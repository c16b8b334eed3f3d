//! `minisql` core -- row/value types and the small set of utilities shared
//! between the engine and its SQL front end.
//!
//! - **Types** ([`types`]): `Value`, `Row`
//! - **Duration** ([`duration`]): ISO-8601 (`H`/`M`/`S`) TTL literal parsing
//! - **Hash** ([`hash`]): stable row content hashing for query-path dedup
//! - **Naming** ([`naming`]): database-name defaulting

pub mod duration;
pub mod hash;
pub mod naming;
pub mod types;

pub use duration::{parse_iso8601_duration, DurationParseError};
pub use hash::stable_row_hash;
pub use naming::default_database_name;
pub use types::{Row, Value};

#[cfg(test)]
mod tests {
    use super::*;

    #[test]
    fn crate_loads() {
        // Empty body: if this test runs, the crate compiles and loads.
    }

    /// Verify all re-exports are accessible from the crate root.
    #[test]
    fn reexports_accessible() {
        let _ = Value::Null;
        let _: Row = Row::new();
        let _ = default_database_name("");
        let _ = parse_iso8601_duration("PT1S");
        let _ = stable_row_hash(&Row::new());
    }
}
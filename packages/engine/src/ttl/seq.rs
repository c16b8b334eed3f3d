//! An append-only, TTL-indexed ordered collection built on [`TtlMap`].
//!
//! Grounded in the source's `TTLSlice[T]`, with one deliberate correction:
//! the source assigns each append's key as `Len()+1`, which races when two appenders observe
//! the same length concurrently. Here the position is handed out by a
//! dedicated `AtomicU64` counter, incremented exactly once per successful
//! append, so two concurrent appenders can never collide on the same key.

use std::sync::atomic::{AtomicU64, Ordering};
use std::sync::Arc;
use std::time::Duration;

use super::map::TtlMap;

/// Append-only sequence of `V`, keyed by an ever-increasing position. Deleted
/// positions are never reused, so the key space can become sparse.
pub struct TtlSeq<V> {
    inner: Arc<TtlMap<u64, V>>,
    next_key: AtomicU64,
}

impl<V> TtlSeq<V>
where
    V: Clone + Send + Sync + 'static,
{
    #[must_use]
    pub fn new() -> Self {
        Self {
            inner: TtlMap::new(),
            next_key: AtomicU64::new(1),
        }
    }

    /// Appends `value` with the given TTL and returns the position it was
    /// stored under.
    pub fn append(&self, value: V, ttl: Option<Duration>) -> u64 {
        let key = self.next_key.fetch_add(1, Ordering::SeqCst);
        self.inner.set(key, value, ttl);
        key
    }

    #[must_use]
    pub fn get(&self, index: u64) -> Option<V> {
        self.inner.get(&index)
    }

    pub fn delete(&self, index: u64) {
        self.inner.delete(&index);
    }

    #[must_use]
    pub fn len(&self) -> usize {
        self.inner.len()
    }

    #[must_use]
    pub fn is_empty(&self) -> bool {
        self.inner.is_empty()
    }

    /// Snapshot of every live value, in no particular guaranteed order (see
    /// `TtlMap::items`).
    #[must_use]
    pub fn get_all(&self) -> Vec<V> {
        let mut result = Vec::new();
        self.inner.items(|_, v| {
            result.push(v.clone());
            true
        });
        result
    }

    /// Delegates to the inner map's `range`, hiding the key from the consumer.
    pub fn range(&self, mut consumer: impl FnMut(&V) -> bool, offset: usize, limit: Option<usize>) {
        self.inner.range(|v| consumer(v), offset, limit);
    }

    /// Deletes every position whose value satisfies `pred`. `pred = None`
    /// deletes everything.
    pub fn delete_all(&self, pred: Option<impl Fn(&V) -> bool>) {
        match pred {
            Some(pred) => self.inner.delete_all(|v| pred(v)),
            None => self.inner.delete_all(|_| true),
        }
    }
}

impl<V> Default for TtlSeq<V>
where
    V: Clone + Send + Sync + 'static,
{
    fn default() -> Self {
        Self::new()
    }
}

#[cfg(test)]
mod tests {
    use std::sync::Arc as StdArc;
    use std::thread;

    use super::*;

    #[test]
    fn append_assigns_increasing_keys() {
        let seq = TtlSeq::<&str>::new();
        let k1 = seq.append("a", None);
        let k2 = seq.append("b", None);
        assert!(k2 > k1);
    }

    #[test]
    fn get_returns_appended_value() {
        let seq = TtlSeq::<&str>::new();
        let k = seq.append("a", None);
        assert_eq!(seq.get(k), Some("a"));
    }

    #[test]
    fn delete_removes_position() {
        let seq = TtlSeq::<&str>::new();
        let k = seq.append("a", None);
        seq.delete(k);
        assert_eq!(seq.get(k), None);
    }

    #[test]
    fn get_all_snapshots_live_values() {
        let seq = TtlSeq::<i32>::new();
        seq.append(1, None);
        seq.append(2, None);
        seq.append(3, None);
        let mut all = seq.get_all();
        all.sort_unstable();
        assert_eq!(all, vec![1, 2, 3]);
    }

    #[test]
    fn delete_all_with_none_predicate_clears_everything() {
        let seq = TtlSeq::<i32>::new();
        seq.append(1, None);
        seq.append(2, None);
        seq.delete_all(None::<fn(&i32) -> bool>);
        assert_eq!(seq.len(), 0);
    }

    #[test]
    fn delete_all_with_predicate_removes_matches_only() {
        let seq = TtlSeq::<i32>::new();
        seq.append(1, None);
        seq.append(2, None);
        seq.append(3, None);
        seq.delete_all(Some(|v: &i32| *v % 2 == 0));
        let mut remaining = seq.get_all();
        remaining.sort_unstable();
        assert_eq!(remaining, vec![1, 3]);
    }

    /// No two successful concurrent appends observe the same position.
    #[test]
    fn concurrent_appends_never_collide() {
        let seq = StdArc::new(TtlSeq::<i32>::new());
        let handles: Vec<_> = (0..8)
            .map(|_| {
                let seq = seq.clone();
                thread::spawn(move || {
                    let mut keys = Vec::with_capacity(100);
                    for i in 0..100 {
                        keys.push(seq.append(i, None));
                    }
                    keys
                })
            })
            .collect();

        let mut all_keys: Vec<u64> = handles.into_iter().flat_map(|h| h.join().unwrap()).collect();
        let total = all_keys.len();
        all_keys.sort_unstable();
        all_keys.dedup();
        assert_eq!(all_keys.len(), total, "every appended key must be unique");
    }
}
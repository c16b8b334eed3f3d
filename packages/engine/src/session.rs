//! The session API: the single entry point a caller drives, wrapping
//! the catalog, reclaimer, and SQL lowering behind one `execute` call.
//!
//! Grounded in the source's per-connection session object that owns a
//! database handle and forwards `ExecuteSQL` calls to it -- here a `Session`
//! is cheaper than a connection, since there is no network transport: it is
//! just the database name plus a shared handle to the catalog and its
//! reclaimer.

use std::sync::Arc;

use crate::catalog::Catalog;
use crate::config::EngineConfig;
use crate::error::EngineError;
use crate::reclaimer::Reclaimer;
use crate::sql;

pub use sql::QueryResult;

/// An open handle to one database within a shared [`Catalog`]. Cheap to
/// clone; many sessions can share one catalog and reclaimer.
pub struct Session {
    catalog: Arc<Catalog>,
    db_name: String,
    config: EngineConfig,
}

impl Session {
    /// Opens a session against `db_name` (or `"default"` if empty), creating
    /// the database if it does not already exist.
    #[must_use]
    pub fn open(catalog: Arc<Catalog>, db_name: impl Into<String>, config: EngineConfig) -> Self {
        let db_name = db_name.into();
        catalog.create_database(&db_name);
        Self { catalog, db_name, config }
    }

    /// Parses and executes a single SQL statement against this session's
    /// database.
    pub fn execute(&self, sql_text: &str) -> Result<QueryResult, EngineError> {
        let statement = sql::parse(sql_text)?;
        let result = sql::execute(&statement, &self.catalog, &self.db_name, &self.config);
        if let Err(ref e) = result {
            tracing::warn!(db = %self.db_name, error = %e, "statement failed");
        }
        result
    }
}

/// Owns the catalog and its background reclaimer; the handle callers open
/// [`Session`]s against. Dropping it aborts the reclaimer task.
pub struct Engine {
    catalog: Arc<Catalog>,
    config: EngineConfig,
    reclaimer: Reclaimer,
}

impl Engine {
    #[must_use]
    pub fn start(config: EngineConfig) -> Self {
        let reclaimer = Reclaimer::spawn(&config);
        Self {
            catalog: Arc::new(Catalog::new()),
            config,
            reclaimer,
        }
    }

    #[must_use]
    pub fn session(&self, db_name: impl Into<String>) -> Session {
        Session::open(self.catalog.clone(), db_name, self.config.clone())
    }
}

impl Drop for Engine {
    fn drop(&mut self) {
        self.reclaimer.abort();
    }
}
//! SQL lowering: parses a single statement and dispatches it onto the
//! catalog/table engine.
//!
//! Grounded in the source's `ExecuteSQL`, which switches on the parsed
//! statement's kind and calls straight into the table engine -- there is no
//! separate planner/optimizer stage, matching the scope this crate covers
//! (`CREATE TABLE` / `INSERT` / `DELETE` / `SELECT` only).

mod expr;

use sqlparser::ast::{SetExpr, Statement, TableFactor, TableWithJoins};
use sqlparser::dialect::GenericDialect;
use sqlparser::parser::Parser;

use minisql_core::types::Row;

use crate::catalog::Catalog;
use crate::config::EngineConfig;
use crate::error::EngineError;

pub use expr::{extract_ttl, lower_order_by, lower_predicate};

/// The result of executing one statement: any rows it produced (`SELECT`) and
/// the count of rows it touched (`INSERT`/`DELETE`).
#[derive(Debug, Clone, Default, PartialEq)]
pub struct QueryResult {
    pub rows: Vec<Row>,
    pub rows_affected: u64,
}

impl QueryResult {
    fn affected(n: u64) -> Self {
        Self { rows: Vec::new(), rows_affected: n }
    }

    fn selected(rows: Vec<Row>) -> Self {
        let rows_affected = rows.len() as u64;
        Self { rows, rows_affected }
    }
}

/// Parses `text` as exactly one SQL statement. Multiple statements in one
/// call are unsupported, matching the spec's single-statement session model.
pub fn parse(text: &str) -> Result<Statement, EngineError> {
    let mut statements =
        Parser::parse_sql(&GenericDialect {}, text).map_err(|e| EngineError::Parse(e.to_string()))?;
    if statements.len() != 1 {
        return Err(EngineError::Parse(format!(
            "expected exactly one statement, got {}",
            statements.len()
        )));
    }
    Ok(statements.remove(0))
}

fn table_name_of(from: &[TableWithJoins]) -> Result<String, EngineError> {
    let first = from
        .first()
        .ok_or_else(|| EngineError::lowering("statement has no target table"))?;
    match &first.relation {
        TableFactor::Table { name, .. } => Ok(name.to_string()),
        other => Err(EngineError::unsupported(format!("unsupported table reference: {other}"))),
    }
}

/// Executes `statement` against `catalog` within database `db_name`.
pub fn execute(
    statement: &Statement,
    catalog: &Catalog,
    db_name: &str,
    config: &EngineConfig,
) -> Result<QueryResult, EngineError> {
    match statement {
        Statement::CreateTable { name, columns, .. } => {
            tracing::info!(table = %name, field_count = columns.len(), "creating table");
            catalog.create_table(db_name, &name.to_string())?;
            Ok(QueryResult::affected(0))
        }

        Statement::Insert { table_name, columns, source, .. } => {
            let table = catalog
                .get_table(db_name, &table_name.to_string())
                .ok_or_else(|| EngineError::schema(format!("unknown table: {table_name}")))?;

            let SetExpr::Values(values) = source.body.as_ref() else {
                return Err(EngineError::unsupported("INSERT requires a VALUES clause"));
            };

            let mut inserted = 0u64;
            for value_row in &values.rows {
                if value_row.len() != columns.len() {
                    return Err(EngineError::lowering("column count does not match VALUES arity"));
                }
                let mut row = Row::new();
                for (ident, expr) in columns.iter().zip(value_row.iter()) {
                    let value = expr::lower_literal(expr)
                        .ok_or_else(|| EngineError::lowering(format!("unsupported INSERT literal: {expr}")))?;
                    row.insert(ident.value.clone(), value);
                }
                let ttl = extract_ttl(&mut row);
                table.insert(row, ttl);
                inserted += 1;
            }
            tracing::trace!(table = %table_name, rows = inserted, "inserted rows");
            Ok(QueryResult::affected(inserted))
        }

        Statement::Delete { from, selection, .. } => {
            let table_name = table_name_of(from)?;
            let table = catalog
                .get_table(db_name, &table_name)
                .ok_or_else(|| EngineError::schema(format!("unknown table: {table_name}")))?;

            let pred = match selection {
                Some(expr) => lower_predicate(expr)?,
                None => std::sync::Arc::new(|_: &Row| true),
            };
            table.delete(&pred);
            tracing::trace!(table = %table_name, "deleted matching rows");
            // The row-level delete count is not tracked separately from the
            // index-pruning pass; report 1 if the statement ran, matching
            // the source's "no precise affected-row count" behavior.
            Ok(QueryResult::affected(1))
        }

        Statement::Query(query) => {
            let SetExpr::Select(select) = query.body.as_ref() else {
                return Err(EngineError::unsupported("only SELECT queries are supported"));
            };
            let table_name = table_name_of(&select.from)?;
            let table = catalog
                .get_table(db_name, &table_name)
                .ok_or_else(|| EngineError::schema(format!("unknown table: {table_name}")))?;

            let pred = match &select.selection {
                Some(expr) => lower_predicate(expr)?,
                None => std::sync::Arc::new(|_: &Row| true),
            };
            let cmp = lower_order_by(&query.order_by)?;
            let limit = query.limit.as_ref().map(expr::literal_as_u64).transpose()?;
            let offset = query
                .offset
                .as_ref()
                .map(|o| expr::literal_as_u64(&o.value))
                .transpose()?;

            let rows = table.query_with_criteria(pred, cmp, limit, offset, config);
            Ok(QueryResult::selected(rows))
        }

        other => Err(EngineError::unsupported(format!("unsupported statement: {other}"))),
    }
}

#[cfg(test)]
mod tests {
    use super::*;

    #[test]
    fn parse_rejects_multiple_statements() {
        assert!(parse("SELECT 1; SELECT 2;").is_err());
    }

    #[test]
    fn create_table_then_insert_then_select_round_trips() {
        let catalog = Catalog::new();
        let config = EngineConfig::default();

        let create = parse("CREATE TABLE users (id INT, name TEXT)").unwrap();
        execute(&create, &catalog, "", &config).unwrap();

        let insert = parse("INSERT INTO users (id, name) VALUES (1, 'Ada')").unwrap();
        let result = execute(&insert, &catalog, "", &config).unwrap();
        assert_eq!(result.rows_affected, 1);

        let select = parse("SELECT * FROM users WHERE id = 1").unwrap();
        let result = execute(&select, &catalog, "", &config).unwrap();
        assert_eq!(result.rows.len(), 1);
        assert_eq!(result.rows[0].get("name").unwrap().as_str(), Some("Ada"));
    }

    #[test]
    fn select_from_unknown_table_errors() {
        let catalog = Catalog::new();
        let config = EngineConfig::default();
        let select = parse("SELECT * FROM ghosts").unwrap();
        assert!(execute(&select, &catalog, "", &config).is_err());
    }

    #[test]
    fn delete_removes_rows_matching_predicate() {
        let catalog = Catalog::new();
        let config = EngineConfig::default();
        execute(&parse("CREATE TABLE t (id INT)").unwrap(), &catalog, "", &config).unwrap();
        execute(&parse("INSERT INTO t (id) VALUES (1)").unwrap(), &catalog, "", &config).unwrap();
        execute(&parse("INSERT INTO t (id) VALUES (2)").unwrap(), &catalog, "", &config).unwrap();

        execute(&parse("DELETE FROM t WHERE id = 1").unwrap(), &catalog, "", &config).unwrap();

        let rows = execute(&parse("SELECT * FROM t").unwrap(), &catalog, "", &config).unwrap();
        assert_eq!(rows.rows.len(), 1);
    }

    #[test]
    fn insert_with_ttl_column_is_not_stored_as_a_field() {
        let catalog = Catalog::new();
        let config = EngineConfig::default();
        execute(&parse("CREATE TABLE sessions (id INT, ttl TEXT)").unwrap(), &catalog, "", &config).unwrap();
        execute(
            &parse("INSERT INTO sessions (id, ttl) VALUES (1, '1H')").unwrap(),
            &catalog,
            "",
            &config,
        )
        .unwrap();

        let rows = execute(&parse("SELECT * FROM sessions").unwrap(), &catalog, "", &config).unwrap();
        assert_eq!(rows.rows.len(), 1);
        assert!(!rows.rows[0].contains_key("ttl"));
    }
}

★ ★ ★ ★ ★ ★ ★

**WORK ITEM:** In the entries above, the lines between the one holding "pub fn get_all(&self)" and the one holding "Deletes every position", inclusive, are to be printed exactly as written, and those alone.

**ANSWER AREA:**
    pub fn get_all(&self) -> Vec<V> {
        let mut result = Vec::new();
        self.inner.items(|_, v| {
            result.push(v.clone());
            true
        });
        result
    }

    /// Delegates to the inner map's `range`, hiding the key from the consumer.
    pub fn range(&self, mut consumer: impl FnMut(&V) -> bool, offset: usize, limit: Option<usize>) {
        self.inner.range(|v| consumer(v), offset, limit);
    }

    /// Deletes every position whose value satisfies `pred`. `pred = None`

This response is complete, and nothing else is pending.